Task objective: Look through the records that follow. Copy every line containing the word "axum".

[Stored data entries]
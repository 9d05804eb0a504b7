//! User endpoint handlers.

use axum::{Json, extract::State};

use crate::{
    AppState,
    api::models::users::{CurrentUser, UserResponse},
    db::handlers::{Repository, Users},
    errors::Error,
};

/// Get the current user.
///
/// The extractor has already authenticated the request; this re-reads the
/// record through the facade so the response reflects the stored row.
#[tracing::instrument(skip_all, fields(user_id = %crate::types::abbrev_uuid(&current_user.id)))]
pub async fn me(State(state): State<AppState>, current_user: CurrentUser) -> Result<Json<UserResponse>, Error> {
    let mut conn = state.repositories.acquire().await?;
    let mut users = Users::new(&mut conn);

    let user = users.get_by_id(current_user.id).await?.ok_or_else(|| Error::NotFound {
        resource: "User".to_string(),
        id: current_user.id.to_string(),
    })?;

    Ok(Json(UserResponse::from(user)))
}
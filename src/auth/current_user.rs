//! Request authentication.
//!
//! [`CurrentUser`] is an axum extractor that authenticates the request via
//! HTTP Basic credentials (`Authorization: Basic base64(email:password)`)
//! against the user repository. There is no token or session issuance; every
//! request carries its credentials.

use axum::{extract::FromRequestParts, http::request::Parts};
use base64::{Engine as _, engine::general_purpose};
use tracing::debug;

use crate::{
    AppState,
    api::models::users::CurrentUser,
    db::handlers::{AuthError, Users},
    errors::Error,
};

/// Pull `email:password` out of a Basic Authorization header, if present.
fn basic_credentials(parts: &Parts) -> Option<Result<(String, String), Error>> {
    let header = parts.headers.get(axum::http::header::AUTHORIZATION)?;

    let value = match header.to_str() {
        Ok(v) => v,
        Err(e) => {
            return Some(Err(Error::BadRequest {
                message: format!("Invalid authorization header: {e}"),
            }));
        }
    };

    let encoded = value.strip_prefix("Basic ")?;
    let decoded = match general_purpose::STANDARD.decode(encoded) {
        Ok(bytes) => bytes,
        Err(_) => {
            return Some(Err(Error::BadRequest {
                message: "Invalid base64 in authorization header".to_string(),
            }));
        }
    };
    let decoded = match String::from_utf8(decoded) {
        Ok(s) => s,
        Err(_) => {
            return Some(Err(Error::BadRequest {
                message: "Authorization credentials are not valid UTF-8".to_string(),
            }));
        }
    };

    match decoded.split_once(':') {
        Some((email, password)) => Some(Ok((email.to_string(), password.to_string()))),
        None => Some(Err(Error::BadRequest {
            message: "Authorization credentials must be email:password".to_string(),
        })),
    }
}

impl FromRequestParts<AppState> for CurrentUser {
    type Rejection = Error;

    async fn from_request_parts(parts: &mut Parts, state: &AppState) -> Result<Self, Self::Rejection> {
        let (email, password) = basic_credentials(parts).ok_or_else(|| Error::Unauthenticated {
            message: Some("Missing credentials".to_string()),
        })??;

        let mut conn = state.repositories.acquire().await?;
        let mut users = Users::new(&mut conn);

        match users.authenticate(&email, &password).await {
            Ok(user) => Ok(CurrentUser {
                id: user.id,
                email: user.email,
            }),
            // Which of the two happened stays in the debug log; the response
            // carries one opaque message for both.
            Err(AuthError::UserNotFound | AuthError::InvalidPassword) => {
                debug!("authentication rejected for submitted credentials");
                Err(Error::Unauthenticated {
                    message: Some("Invalid email or password".to_string()),
                })
            }
            Err(AuthError::InvalidInput) => Err(Error::BadRequest {
                message: "Email and password must not be empty".to_string(),
            }),
            Err(err) => Err(err.into()),
        }
    }
}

Solution:
use axum::{Json, extract::State};
//! [`CurrentUser`] is an axum extractor that authenticates the request via
use axum::{extract::FromRequestParts, http::request::Parts};
    let header = parts.headers.get(axum::http::header::AUTHORIZATION)?;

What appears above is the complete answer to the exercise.